Former Billionaire Boys Club member Reza Eslaminia wants his upcoming drug trial moved because he believes he cannot get a fair hearing in the county which convicted him of killing his father nearly two decades ago in a case so publicized and expensive it generated books, a movie and a lingering bill.
However, his own defense attorney, William Johnson, went into court this week specifically to disagree with his client’s change of venue request. A judge also denied Eslaminia’s request to move to a different county.
Eslaminia, 44, is scheduled to begin a jury trial Monday on drug possession and a misdemeanor charge of driving on a suspended license. While a conviction on the charges wouldn’t normally carry any prison term close to the murder sentence he escaped, Eslaminia’s prior record does make it a second criminal strike with a six-year possibility. Eslaminia actually has two 1981 attempted burglary convictions but prosecutors said they will not seek a three-strikes sentence of 25 years to life. His past, though, is also keeping the District Attorney’s Office from dropping the misdemeanor, making him ineligible for Proposition 36 treatment rather than incarceration.
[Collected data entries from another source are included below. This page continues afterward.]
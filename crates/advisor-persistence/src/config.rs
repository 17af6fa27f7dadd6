//! Carga de configuración de conexión desde variables de entorno.
//! Usa convención `DATABASE_URL` y parámetros opcionales de pool.

use std::env;

use dotenvy::dotenv;
use once_cell::sync::Lazy;

use crate::error::PersistenceError;

// Carga perezosa del archivo .env una sola vez.
static DOTENV_LOADED: Lazy<()> = Lazy::new(|| {
    let _ = dotenv(); // ignora error si no existe .env
});

#[derive(Debug, Clone, PartialEq, Eq)]
pub struct DbConfig {
    pub url: String,
    pub min_connections: u32,
    pub max_connections: u32,
}

impl DbConfig {
    pub fn from_env() -> Result<Self, PersistenceError> {
        // asegura que .env se haya cargado
        Lazy::force(&DOTENV_LOADED);
        let url = env::var("DATABASE_URL").map_err(|_| PersistenceError::Config("DATABASE_URL no definido".into()))?;
        Self::from_parts(url,
                         env::var("DATABASE_MIN_CONNECTIONS").ok(),
                         env::var("DATABASE_MAX_CONNECTIONS").ok())
    }

    /// Valida y normaliza los tamaños de pool (mínimo 1, `min <= max`).
    pub fn from_parts(url: String, min: Option<String>, max: Option<String>) -> Result<Self, PersistenceError> {
        let parse = |name: &str, raw: Option<String>, default: u32| -> Result<u32, PersistenceError> {
            match raw {
                None => Ok(default),
                Some(v) => v.trim()
                            .parse()
                            .map_err(|_| PersistenceError::Config(format!("{name} inválido: '{v}'"))),
            }
        };
        let max_connections = parse("DATABASE_MAX_CONNECTIONS", max, 16)?.max(1);
        let min_connections = parse("DATABASE_MIN_CONNECTIONS", min, 2)?.max(1).min(max_connections);
        Ok(Self { url,
                  min_connections,
                  max_connections })
    }
}

/// Forzar carga temprana de .env desde aplicaciones externas si se desea.
pub fn init_dotenv() {
    Lazy::force(&DOTENV_LOADED);
}

#[cfg(test)]
mod tests {
    use super::*;

    #[test]
    fn pool_sizes_are_clamped() {
        let cfg = DbConfig::from_parts("postgres://x".into(), Some("20".into()), Some("4".into())).unwrap();
        assert_eq!((cfg.min_connections, cfg.max_connections), (4, 4));
        let cfg = DbConfig::from_parts("postgres://x".into(), Some("0".into()), None).unwrap();
        assert_eq!((cfg.min_connections, cfg.max_connections), (1, 16));
    }

    #[test]
    fn garbage_sizes_are_rejected() {
        let err = DbConfig::from_parts("postgres://x".into(), None, Some("many".into())).unwrap_err();
        assert!(matches!(err, PersistenceError::Config(msg) if msg.contains("DATABASE_MAX_CONNECTIONS")));
    }
}
use advisor_domain::{Notice, NoticeLevel, Notifier};
use log::{error, info};

/// Envía los avisos al log con el target `advisor::notice`.
#[derive(Debug, Clone, Copy, Default)]
pub struct LogNotifier;

impl Notifier for LogNotifier {
    fn notify(&self, notice: Notice) {
        match notice.level {
            NoticeLevel::Info => info!(target: "advisor::notice", "{}", notice.message),
            NoticeLevel::Error => error!(target: "advisor::notice", "{}", notice.message),
        }
    }
}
According to Eslaminia, that same past is reason why he cannot expect an impartial jury for the new case.
Eighteen years ago, Eslaminia was convicted in the death of Hedayat Eslaminia, a 56-year-old former Iranian Cabinet member who fled to the United States reportedly with $30 million. The elder Eslaminia was kidnapped from his Belmont apartment in 1984 and suffocated in a steamer trunk while being driven to Southern California. Eslaminia was one of five men — collectively labeled "The Billionaire Boys Club” — charged in the alleged extortion and murder scheme. The men, led by commodities trader Joe Hunt, turned to kidnapping after their investment schemes failed, prosecutors alleged.
The case became the most expensive and complicated in the history of San Mateo County. Hunt defended himself during a nine-month 1992 trial, in which the jury hung 8 to 4, and left the county with a staggering multi-million dollar bill that lingers. He is the only defendant in San Mateo County history to represent himself in a capital murder trial and not receive the death penalty. Hunt was later convicted of killing an alleged Beverly Hills con man and sentenced to life in prison.
In 1987, Eslaminia and Arben Dosti were convicted but the ruling was reversed by a federal court after a judge found the jury had been given a taped interview it was not supposed to hear. Dosti pleaded no contest rather than face retrial but Eslaminia fought his charges. The case was dismissed in 1998 and in 2001, Eslaminia sued Dosti for the wrongful death of his father.
Eslaminia served roughly a decade in custody until the reversal, which Johnston once blamed for his client’s inability to meet scheduled court appearances for his new case.
On July 31, 2002, police arrested Eslaminia after reportedly finding cocaine, heroin and a hypodermic syringe in his possession during a traffic stop. Since his arrest, Eslaminia has continually delayed his trial — once because his original attorney was appointed a San Mateo County Superior Court judge in 2004 — and failed to appear in court six times while free from custody. Each time, a bench warrant was issued and a new bail set. After his last stint on the lam, however, Eslaminia was taken back to the county jail Sept. 9 where he remains.
Eslaminia also has an unrelated case for allegedly violating a restraining order by phoning a former girlfriend.